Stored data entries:
- - - -

//! Command-line interface definition

use std::path::PathBuf;

use clap::{Args, Parser, Subcommand};
use junzi_common::manifest::ProcessingStatus;
use junzi_common::RefScheme;

/// Command-line arguments for junzi-ingest
#[derive(Parser, Debug)]
#[command(name = "junzi-ingest")]
#[command(about = "Ingestion, validation and publication tooling for the Junzi passage store")]
#[command(version)]
pub struct Cli {
    /// Passage store root folder (overrides JUNZI_ROOT_FOLDER and the config file)
    #[arg(short, long, global = true)]
    pub root_folder: Option<PathBuf>,

    /// TOML config file (overrides JUNZI_CONFIG)
    #[arg(short, long, global = true)]
    pub config: Option<PathBuf>,

    #[command(subcommand)]
    pub command: Commands,
}

#[derive(Subcommand, Debug)]
pub enum Commands {
    /// Validate a work document without publishing it
    Validate(ValidateArgs),

    /// Report chapters whose translation is mostly missing
    Audit(AuditArgs),

    /// Replace scraping artifacts in `en` by the no-translation sentinel
    Scrub(ScrubArgs),

    /// Break a work into one chunk document per chapter
    Chunk(ChunkArgs),

    /// Write a split plan for one chapter, for review
    ProposeSplit(ProposeSplitArgs),

    /// Apply a reviewed split plan
    ApplySplit(ApplySplitArgs),

    /// Merge chunk documents back into one work
    Assemble(AssembleArgs),

    /// Build paragraph-level works from a raw corpus batch
    IngestRaw(IngestRawArgs),

    /// Validate and atomically publish a work to the store
    Publish(PublishArgs),

    /// Show or set processing status
    Status(StatusArgs),

    /// List published works, or the chapters of one work
    Catalog(CatalogArgs),
}

#[derive(Args, Debug)]
pub struct ValidateArgs {
    /// Work document; omit to validate a published work
    #[arg(required_unless_present = "work")]
    pub input: Option<PathBuf>,

    /// Published work id
    #[arg(long, conflicts_with = "input")]
    pub work: Option<String>,
}

#[derive(Args, Debug)]
pub struct AuditArgs {
    /// Published work ids (all when omitted)
    pub works: Vec<String>,

    /// Remove flagged chapters and republish so they can be re-ingested
    #[arg(long)]
    pub fix: bool,
}

#[derive(Args, Debug)]
pub struct ScrubArgs {
    /// Work document
    pub input: PathBuf,

    /// Output path (rewrites the input when omitted)
    #[arg(short, long)]
    pub output: Option<PathBuf>,
}

#[derive(Args, Debug)]
pub struct ChunkArgs {
    /// Work document
    pub input: PathBuf,

    /// Directory receiving the chunk files
    #[arg(long)]
    pub out_dir: PathBuf,
}

#[derive(Args, Debug)]
pub struct ProposeSplitArgs {
    /// Chunk document or work document
    pub input: PathBuf,

    /// Chapter slug (required for work documents)
    #[arg(long)]
    pub chapter: Option<String>,

    /// Numbering scheme; defaults to the work's declared or inferred scheme
    #[arg(long)]
    pub scheme: Option<RefScheme>,

    /// Plan file to write
    #[arg(long)]
    pub plan: PathBuf,
}

#[derive(Args, Debug)]
pub struct ApplySplitArgs {
    /// Chunk document or work document the plan was proposed against
    pub input: PathBuf,

    /// Reviewed plan file
    #[arg(long)]
    pub plan: PathBuf,

    /// Output path; chunks default to `<name>_split.json`, works are rewritten
    #[arg(short, long)]
    pub output: Option<PathBuf>,
}

#[derive(Args, Debug)]
pub struct AssembleArgs {
    /// Work id
    pub work: String,

    /// Directory holding the chunk files
    #[arg(long)]
    pub dir: PathBuf,

    /// Fail when a chunk has no split version
    #[arg(long)]
    pub split_only: bool,

    /// Output path (defaults to `<dir>/<work>.json`)
    #[arg(short, long)]
    pub output: Option<PathBuf>,
}

#[derive(Args, Debug)]
pub struct IngestRawArgs {
    /// Raw corpus batch document
    pub input: PathBuf,

    /// Directory receiving one `<work>.json` per work
    #[arg(long)]
    pub out_dir: PathBuf,
}

#[derive(Args, Debug)]
pub struct PublishArgs {
    /// Work document
    pub input: PathBuf,
}

#[derive(Args, Debug)]
pub struct StatusArgs {
    /// Work id (all works when omitted)
    pub work: Option<String>,

    /// New status to record
    #[arg(long, requires = "work")]
    pub set: Option<ProcessingStatus>,

    /// Note stored with the new status
    #[arg(long, requires = "set")]
    pub note: Option<String>,
}

#[derive(Args, Debug)]
pub struct CatalogArgs {
    /// List the chapters of this work instead
    pub work: Option<String>,
}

- - - -

*Brief*:
Respond with nothing but the number of lines in the data above that include the word "overrides".

*Reply to the exercise*:
2